FROM YEZD TO TEHERAN

'They have ridden the low moon out of the sky,

Their hoofs drum up the dawn.'

-KIPLING, The Ballad of East and West, 39.

It was the morning of May 13 when I bade adieu to Yezd and its Zoroastrian community and to my English hosts, and started on the journey northward to Teheran. The distance to be covered was about 375 miles over a trail through plains alternating with deserts which now and then encroach on the track if the hills on either side do not hold them back. Some day the journey will be made in seven hours by an Occidental express-train, but it took me seven days to accomplish the weary march, most of it on the back of animals only less tired than myself.
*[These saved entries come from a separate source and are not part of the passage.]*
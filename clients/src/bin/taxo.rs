//! `taxo`: edits a taxonomy-and-constraint model stored as an OWL axiom
//! document.
//!
//! Every editing subcommand opens the workspace, applies one operation and
//! saves. Concepts are addressed by label; hierarchy roots by their name.
//!
//! **Usage:**
//! ```text
//! taxo --config menu.toml --document menu.json init
//! taxo --config menu.toml --document menu.json add Dish Pasta
//! taxo --config menu.toml --document menu.json constrain Pasta DishConstraint Wheat Egg
//! taxo --config menu.toml --document menu.json move Lasagne Baked
//! taxo --config menu.toml --document menu.json export --format turtle --out menu.ttl
//! taxo --config menu.toml --document menu.json check
//! ```

#![deny(
    clippy::unwrap_used,
    clippy::expect_used,
    clippy::panic,
    missing_docs,
    clippy::missing_errors_doc
)]

use std::fs;
use std::path::PathBuf;
use std::process;

use anyhow::{anyhow, bail, Context, Result};
use clap::{Parser, Subcommand, ValueEnum};
use taxo_clients::{init_cli_logger, PromptConfirmations};
use taxo_compiler::{check_model, Severity, Workspace};
use taxo_model::{
    AlwaysConfirm, ConceptId, ConfirmEveryMove, Confirmations, ConflictResolver,
    ConstraintTypeId, Model, RefinementResolver,
};
use tracing::info;

/// Edit, check and export a taxonomy-and-constraint model.
#[derive(Parser)]
#[command(name = "taxo", about = "Edit taxonomy-and-constraint models", version)]
struct Args {
    /// Schema configuration (TOML).
    #[arg(long, default_value = "taxo.toml")]
    config: PathBuf,

    /// Axiom document (JSON). Created on first save.
    #[arg(long, default_value = "taxo.json")]
    document: PathBuf,

    /// Log at debug level.
    #[arg(long, short)]
    verbose: bool,

    /// Confirm every move and constraint change without asking.
    #[arg(long, short)]
    yes: bool,

    /// Only ask when a change invalidates or contradicts existing constraints.
    #[arg(long)]
    strict: bool,

    #[command(subcommand)]
    command: Command,
}

#[derive(Subcommand)]
enum Command {
    /// Write an empty document for the configured schema.
    Init,
    /// Print the hierarchies with their constraints.
    Show,
    /// Add a concept under a parent.
    Add {
        /// Parent concept or hierarchy root.
        parent: String,
        /// Name of the new concept.
        name: String,
    },
    /// Rename a concept.
    Rename {
        /// Current name.
        name: String,
        /// New name.
        new_name: String,
    },
    /// Remove a concept and everything beneath it.
    Remove {
        /// Concept to remove.
        name: String,
    },
    /// Move a concept under another parent in the same hierarchy.
    Move {
        /// Concept to move.
        name: String,
        /// New parent concept or hierarchy root.
        new_parent: String,
    },
    /// Attach a constraint to a concept, replacing one of the same type.
    Constrain {
        /// Source concept.
        source: String,
        /// Focus concept naming the constraint type.
        focus: String,
        /// Allowed target concepts.
        #[arg(required = true)]
        targets: Vec<String>,
    },
    /// Remove a concept's own constraint of one type.
    Unconstrain {
        /// Source concept.
        source: String,
        /// Focus concept naming the constraint type.
        focus: String,
    },
    /// Show the constraint governing a concept.
    Closest {
        /// Concept to look up.
        concept: String,
        /// Focus concept naming the constraint type.
        focus: String,
    },
    /// Render the model as RDF.
    Export {
        /// Output format.
        #[arg(long, value_enum, default_value_t = Format::Turtle)]
        format: Format,
        /// Output file.
        #[arg(long)]
        out: PathBuf,
    },
    /// Verify the model's structural invariants.
    Check,
}

#[derive(Clone, Copy, ValueEnum)]
enum Format {
    Turtle,
    Ntriples,
}

fn main() -> Result<()> {
    let args = Args::parse();
    init_cli_logger(args.verbose);

    if matches!(args.command, Command::Init) && args.document.exists() {
        bail!("{} already exists", args.document.display());
    }

    let mut ws = Workspace::open(&args.config, &args.document, resolver(&args))
        .with_context(|| {
            format!(
                "Failed to open {} with schema {}",
                args.document.display(),
                args.config.display()
            )
        })?;

    match args.command {
        Command::Init => save(&mut ws)?,
        Command::Show => show(ws.model())?,
        Command::Add { parent, name } => {
            let model = ws.model_mut();
            let parent = concept(model, &parent)?;
            model.add_child(parent, &name)?;
            save(&mut ws)?;
        }
        Command::Rename { name, new_name } => {
            let model = ws.model_mut();
            let id = concept(model, &name)?;
            if !model.rename(id, &new_name)? {
                bail!("'{new_name}' is already in use");
            }
            save(&mut ws)?;
        }
        Command::Remove { name } => {
            let model = ws.model_mut();
            let id = concept(model, &name)?;
            model.remove(id)?;
            save(&mut ws)?;
        }
        Command::Move { name, new_parent } => {
            let model = ws.model_mut();
            let id = concept(model, &name)?;
            let parent = concept(model, &new_parent)?;
            if model.move_concept(id, parent)? {
                save(&mut ws)?;
            } else {
                println!("Move cancelled; nothing changed.");
            }
        }
        Command::Constrain {
            source,
            focus,
            targets,
        } => {
            let model = ws.model_mut();
            let source = concept(model, &source)?;
            let ty = constraint_type(model, &focus)?;
            let targets = targets
                .iter()
                .map(|t| concept(model, t))
                .collect::<Result<Vec<_>>>()?;
            if model.add_constraint(source, ty, targets)? {
                save(&mut ws)?;
            } else {
                println!("Constraint unchanged.");
            }
        }
        Command::Unconstrain { source, focus } => {
            let model = ws.model_mut();
            let id = concept(model, &source)?;
            let ty = constraint_type(model, &focus)?;
            let own = model
                .own_constraint(id, ty)
                .ok_or_else(|| anyhow!("'{source}' has no {focus} of its own"))?;
            model.remove_constraint(own)?;
            save(&mut ws)?;
        }
        Command::Closest { concept: name, focus } => {
            let model = ws.model();
            let id = concept(model, &name)?;
            let ty = constraint_type(model, &focus)?;
            let governing = model.constraint(model.closest_constraint(id, ty)?)?;
            let from = label(model, governing.source());
            let targets = labels(model, governing.targets().iter().copied());
            if governing.source() == id {
                println!("{name}: {focus} allows {targets} (own)");
            } else {
                println!("{name}: {focus} allows {targets} (inherited from {from})");
            }
        }
        Command::Export { format, out } => {
            let text = match format {
                Format::Turtle => ws.export_turtle()?,
                Format::Ntriples => ws.export_ntriples()?,
            };
            fs::write(&out, text).with_context(|| format!("Failed to write {}", out.display()))?;
            println!("  Written: {}", out.display());
        }
        Command::Check => check(ws.model()),
    }
    Ok(())
}

fn resolver(args: &Args) -> Box<dyn ConflictResolver> {
    let confirmations: Box<dyn Confirmations> = if args.yes {
        Box::new(AlwaysConfirm)
    } else {
        Box::new(PromptConfirmations::stdio())
    };
    if args.strict {
        Box::new(RefinementResolver::new(confirmations))
    } else {
        Box::new(ConfirmEveryMove::new(confirmations))
    }
}

fn save(ws: &mut Workspace) -> Result<()> {
    let summary = ws
        .save()
        .with_context(|| format!("Failed to save {}", ws.path().display()))?;
    info!(
        concepts = summary.concepts,
        definitions = summary.definitions,
        "saved"
    );
    println!("  Written: {}", ws.path().display());
    Ok(())
}

/// Resolves a concept by content name, then by root name, then by label.
fn concept(model: &Model, name: &str) -> Result<ConceptId> {
    let namespaces = model.namespaces();
    let by_iri = |id: Result<taxo_model::Identifier, _>| {
        id.ok().and_then(|id| model.find_concept(id.uri()))
    };
    by_iri(namespaces.content_identifier(name))
        .or_else(|| by_iri(namespaces.schema_identifier(name)))
        .or_else(|| model.find_by_label(name))
        .ok_or_else(|| anyhow!("no concept named '{name}'"))
}

fn constraint_type(model: &Model, focus: &str) -> Result<ConstraintTypeId> {
    model
        .constraint_type_by_focus_label(focus)
        .ok_or_else(|| anyhow!("no constraint type with focus '{focus}'"))
}

fn label(model: &Model, id: ConceptId) -> String {
    model
        .concept(id)
        .map(|c| c.identity().label().to_owned())
        .unwrap_or_else(|_| format!("#{}", id.index()))
}

fn labels(model: &Model, ids: impl Iterator<Item = ConceptId>) -> String {
    let mut names: Vec<String> = ids.map(|id| label(model, id)).collect();
    names.sort();
    names.join(", ")
}

fn show(model: &Model) -> Result<()> {
    for hierarchy in model.hierarchies() {
        let root = hierarchy.root();
        for id in model.concepts().subtree(root) {
            let depth = model.concepts().depth(id);
            let mut line = format!("{}{}", "  ".repeat(depth), label(model, id));
            for &k in model.concept(id)?.outward_constraints() {
                let constraint = model.constraint(k)?;
                let focus = model.constraint_type(constraint.constraint_type())?.focus();
                let targets = labels(model, constraint.targets().iter().copied());
                line.push_str(&format!("  [{}: {}]", focus.label(), targets));
            }
            println!("{line}");
        }
        println!();
    }
    Ok(())
}

fn check(model: &Model) {
    println!("Model Consistency Report");
    println!("========================");
    println!();

    let report = check_model(model);
    for result in &report.results {
        let status = match result.severity {
            Severity::Pass => "PASS",
            Severity::Warning => "WARN",
            Severity::Failure => "FAIL",
        };
        println!("[{}] {}: {}", status, result.check, result.message);
        for detail in &result.details {
            println!("       {}", detail);
        }
    }

    let failed = report.failure_count();
    println!();
    println!(
        "Summary: {} passed, {} warnings, {} failed",
        report.results.len() - failed - report.warning_count(),
        report.warning_count(),
        failed
    );
    if failed > 0 {
        eprintln!("Check FAILED: {} check(s) did not pass.", failed);
        process::exit(1);
    }
}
As I mounted my horse at the door of the Mission and rode out through the gates of Yezd into the desert, I was warned that, if a heavy sand-storm should break, I was to take my bearings by means of the compass and head toward the nearest haven of refuge, as the path might be wholly obliterated by the sand. There was happily no occasion to necessitate this measure, and as the horses were good, I enjoyed 'chaparing' at a brisk gallop for a number of miles.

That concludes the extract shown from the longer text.